Swan Dive! Ch. 44: One More to Kill

Churning from the west, a waterspout funnel cloud would have received less attention.

Wide eyes followed the enormous parasail decorated with a smiley face as its canopy flailed from side to side in the darkening sky, spinning out of control above horrified crowds standing on Pier 60 and scattered up and down the rice white beach. No way could this tragedy in the making end well.

Randall Lark stopped in mid-lick of a double-decker pistachio ice cream cone. All that morning he had pondered leaving Florida and America for good. Heading back to Africa, like so many cracker white folks had suggested to his kind since the end of the Civil War, was looking better every day. People skills other than killing techniques he learned in the Army and put to work in Afghanistan might serve him well. He could work with kids and help villagers with health care, education or other economic empowerment projects – a one man Peace Corps.

Randall could turn the damning racist order around, make going back to Africa his own idea, claiming the slur the way some of the young brothers claimed ownership of the word “nigger.” Randall hated that word no matter who used it, but if anybody owned the epithet his people did. Blacks earned ownership with slavery, lost lives, chains, modern day-to-day oppression and perennial white-hot bigotry.

Go back to Africa, nigger.

OK, motherfucker, I’ll do just that.

Randall hated that crude word as well, insulting motherhood with a vicious smear he never understood. Who came up with the m-bomb as a password to brotherhood? He doubted Muhammed Ali ever used the word. But sometimes it just felt good to let loose with a bombshell profanity that made white people cringe.

Down the beach Marty Durkin abruptly ended his daily run and looked skyward. Just that morning he had decided to move back to New Jersey. He didn’t fit in Florida, missed good pizza and felt lonely. People were nice to him, but he carried too much mental baggage to relax and move forward. He’d go home, rent a small apartment near Stone Harbor, maybe in Ocean City. Durkin had failed to escape himself. Life would never be good again. He’d atone for his sins, visit his parents’ graves and grow old alone. If he gathered the courage, he’d visit Tyrone Lark’s grave as well.
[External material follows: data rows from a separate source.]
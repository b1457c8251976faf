//! STL import and export.
//!
//! Reading goes through `stl_io`, which accepts both the binary and the ASCII
//! flavour. Binary files are read record by record up to the announced triangle
//! count, so bytes trailing the last record are ignored. Loaded soups are welded
//! into an indexed [`TriangleMesh`].

use std::io::{Cursor, Write};
use std::path::Path;

use cad_core::{Point3, Triangle};

use crate::error::{CadIoError, Result};
use crate::mesh::{TriangleMesh, DEFAULT_WELD_TOLERANCE};

/// Parse STL bytes (binary or ASCII) into a welded mesh.
pub fn parse_stl(bytes: &[u8]) -> Result<TriangleMesh> {
    let soup = parse_stl_soup(bytes)?;
    if soup.is_empty() {
        return Err(CadIoError::EmptyMesh);
    }
    Ok(TriangleMesh::from_triangles(&soup, DEFAULT_WELD_TOLERANCE))
}

/// Parse an STL file into a welded mesh.
pub fn parse_stl_file<P: AsRef<Path>>(path: P) -> Result<TriangleMesh> {
    let bytes = std::fs::read(path.as_ref())?;
    let mesh = parse_stl(&bytes)?;
    log::info!(
        "Loaded {:?}: {} vertices, {} triangles",
        path.as_ref(),
        mesh.num_vertices(),
        mesh.num_triangles()
    );
    Ok(mesh)
}

/// Parse STL bytes into an unwelded triangle soup.
pub fn parse_stl_soup(bytes: &[u8]) -> Result<Vec<Triangle>> {
    let mut cursor = Cursor::new(bytes);
    let reader = stl_io::create_stl_reader(&mut cursor).map_err(malformed)?;

    let mut triangles = Vec::new();
    for tri in reader {
        let tri = tri.map_err(malformed)?;
        let corner = |k: usize| {
            let v = tri.vertices[k];
            Point3::new(v[0], v[1], v[2])
        };
        triangles.push(Triangle::new(corner(0), corner(1), corner(2)));
    }
    Ok(triangles)
}

// In-memory reads cannot fail on I/O, only on content.
fn malformed(err: std::io::Error) -> CadIoError {
    CadIoError::MalformedStl(err.to_string())
}

fn to_stl_triangle(tri: &Triangle) -> stl_io::Triangle {
    let vertex = |p: Point3| stl_io::Vertex::new(p.as_array());
    stl_io::Triangle {
        normal: stl_io::Normal::new(tri.normal().as_array()),
        vertices: [vertex(tri.a()), vertex(tri.b()), vertex(tri.c())],
    }
}

/// Write a mesh as binary STL.
pub fn write_stl_binary<W: Write>(mesh: &TriangleMesh, writer: &mut W) -> Result<()> {
    let triangles: Vec<stl_io::Triangle> = mesh
        .iter_triangles()
        .map(|t| to_stl_triangle(&t))
        .collect();
    stl_io::write_stl(writer, triangles.iter())?;
    Ok(())
}

/// Write a mesh as ASCII STL.
///
/// `stl_io` only writes the binary flavour; the text form is emitted directly.
pub fn write_stl_ascii<W: Write>(mesh: &TriangleMesh, writer: &mut W, name: &str) -> Result<()> {
    writeln!(writer, "solid {}", name)?;
    for tri in mesh.iter_triangles() {
        let n = tri.normal();
        writeln!(writer, "  facet normal {:e} {:e} {:e}", n.x, n.y, n.z)?;
        writeln!(writer, "    outer loop")?;
        for p in tri.0 {
            writeln!(writer, "      vertex {:e} {:e} {:e}", p.x, p.y, p.z)?;
        }
        writeln!(writer, "    endloop")?;
        writeln!(writer, "  endfacet")?;
    }
    writeln!(writer, "endsolid {}", name)?;
    Ok(())
}

/// Write a mesh as binary STL to a file.
pub fn write_stl_file<P: AsRef<Path>>(mesh: &TriangleMesh, path: P) -> Result<()> {
    let file = std::fs::File::create(path.as_ref())?;
    let mut writer = std::io::BufWriter::new(file);
    write_stl_binary(mesh, &mut writer)?;
    writer.flush()?;
    Ok(())
}

#[cfg(test)]
mod tests {
    use super::*;
    use crate::mesh::box_mesh;

    const ASCII_TRIANGLE: &str = "solid tri
  facet normal 0 0 1
    outer loop
      vertex 0 0 0
      vertex 1 0 0
      vertex 0 1 0
    endloop
  endfacet
endsolid tri
";

    fn unit_box_bytes() -> Vec<u8> {
        let mesh = box_mesh(Point3::splat(0.0), Point3::splat(1.0));
        let mut bytes = Vec::new();
        write_stl_binary(&mesh, &mut bytes).unwrap();
        bytes
    }

    #[test]
    fn test_parse_ascii_single_facet() {
        let mesh = parse_stl(ASCII_TRIANGLE.as_bytes()).unwrap();
        assert_eq!(mesh.num_triangles(), 1);
        assert_eq!(mesh.vertices[1], Point3::new(1.0, 0.0, 0.0));
    }

    #[test]
    fn test_parse_ascii_bad_vertex() {
        let text = ASCII_TRIANGLE.replace("vertex 1 0 0", "vertex 1 zero 0");
        assert!(matches!(
            parse_stl(text.as_bytes()),
            Err(CadIoError::MalformedStl(_))
        ));
    }

    #[test]
    fn test_parse_ascii_short_facet() {
        let text = ASCII_TRIANGLE.replace("      vertex 0 1 0\n", "");
        assert!(matches!(
            parse_stl(text.as_bytes()),
            Err(CadIoError::MalformedStl(_))
        ));
    }

    #[test]
    fn test_binary_roundtrip_in_memory() {
        let mesh = box_mesh(Point3::splat(-1.0), Point3::splat(1.0));
        let mut bytes = Vec::new();
        write_stl_binary(&mesh, &mut bytes).unwrap();
        assert_eq!(bytes.len(), 84 + 12 * 50);

        let loaded = parse_stl(&bytes).unwrap();
        assert_eq!(loaded.num_triangles(), 12);
        assert_eq!(loaded.num_vertices(), 8);
        assert!((loaded.volume() - 8.0).abs() < 1e-4);
    }

    #[test]
    fn test_binary_with_trailing_bytes() {
        let mut bytes = unit_box_bytes();
        bytes.push(0x7f);
        let loaded = parse_stl(&bytes).unwrap();
        assert_eq!(loaded.num_triangles(), 12);
        assert!((loaded.volume() - 1.0).abs() < 1e-5);

        bytes.extend_from_slice(&[0u8; 37]);
        assert_eq!(parse_stl(&bytes).unwrap().num_triangles(), 12);
    }

    #[test]
    fn test_truncated_binary() {
        let mut bytes = unit_box_bytes();
        bytes.truncate(300);
        assert!(matches!(parse_stl(&bytes), Err(CadIoError::MalformedStl(_))));
    }

    #[test]
    fn test_garbage_and_empty() {
        assert!(matches!(parse_stl(b"garbage"), Err(CadIoError::MalformedStl(_))));

        let mut empty = vec![0u8; 80];
        empty.extend_from_slice(&0u32.to_le_bytes());
        assert_eq!(parse_stl(&empty), Err(CadIoError::EmptyMesh));
    }

    #[test]
    fn test_ascii_writer_parses_back() {
        let mesh = box_mesh(Point3::splat(0.0), Point3::new(1.0, 2.0, 3.0));
        let mut text = Vec::new();
        write_stl_ascii(&mesh, &mut text, "box").unwrap();
        let loaded = parse_stl(&text).unwrap();
        assert_eq!(loaded.num_triangles(), 12);
        assert!((loaded.volume() - 6.0).abs() < 1e-4);
    }
}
The boy he shot and killed in the line of duty deserved as much.

When RayRay spotted the parasail he stood calmly clipping his nails in a Pier 60 parking lot, wearing a black t-shirt, gangster Italian loafers with silk socks and a black pinstriped suit that drew every degree of 85-degree heat. He removed mirror-lensed wraparound Ray-Ban sunglasses as he stared at the accident waiting to happen. The two Russians who had threatened his sister Kim on the phone had agreed to meet him at the pier to discuss a real estate deal but hadn’t shown up yet. Kim’s crazed alter ego Becky had directed RayRay to the two Moscow hitmen as part of her forever unpredictable wheeling and dealing. RayRay planned for the mobsters to follow him to Sam Bennett’s old empty room at the Spyglass Apartments where RayRay had locked three hungry alligators and two Burmese pythons he bought special for this occasion from a redneck trapper husband and wife who lived in a cabin in the Everglades. RayRay befriended the young lovebirds at the Elbow Room when they stayed one weekend in Clearwater Beach on vacation. They never asked what he intended to do with his new pets. RayRay never told.

Even Rocco and Ricco, “The Terrible Tag Team from Hell,” stopped practicing their professional wrestling chokeholds on each other in the Pier 60 children’s playground to watch the drama unfold in the sky and prepare for the worst.

None of them knew Sam Bennett and Kim Phillips, let alone crazy Becky, hung and swung in the balance of the runaway parasail.

Only Dillon the Elbow Room’s drunken parrot mascot stopped slurping warm puddles of beer from overturned cans he found in the Dumpster long enough to scramble and take off like an F-15 fighter jet racing to Margot’s side as soon as he spotted his gull friend trailing the uncontrolled parasail that snared her friend Sam.

From where Ruby Arenas stood in the sand the apprentice sorceress knew exactly what was going down – actually going up, down and all around. Mexican death spirit Santa Muerte who infused Ruby with the power of the ancients also read the reality of the fierce sky. As she guided warrior women over the centuries in their secret battle against sexism and evil – the same offense – Santa Muerte empowered Ruby with a superhuman will to persevere.

In the parasail the battle to survive continued.

“Let’s crash, Sam,” Becky said. “Just like Romeo and Juliet. We’ll go to heaven together.”

“I don’t believe in heaven,” Sam said. “When we’re dead, we’re dead. We just disappear.”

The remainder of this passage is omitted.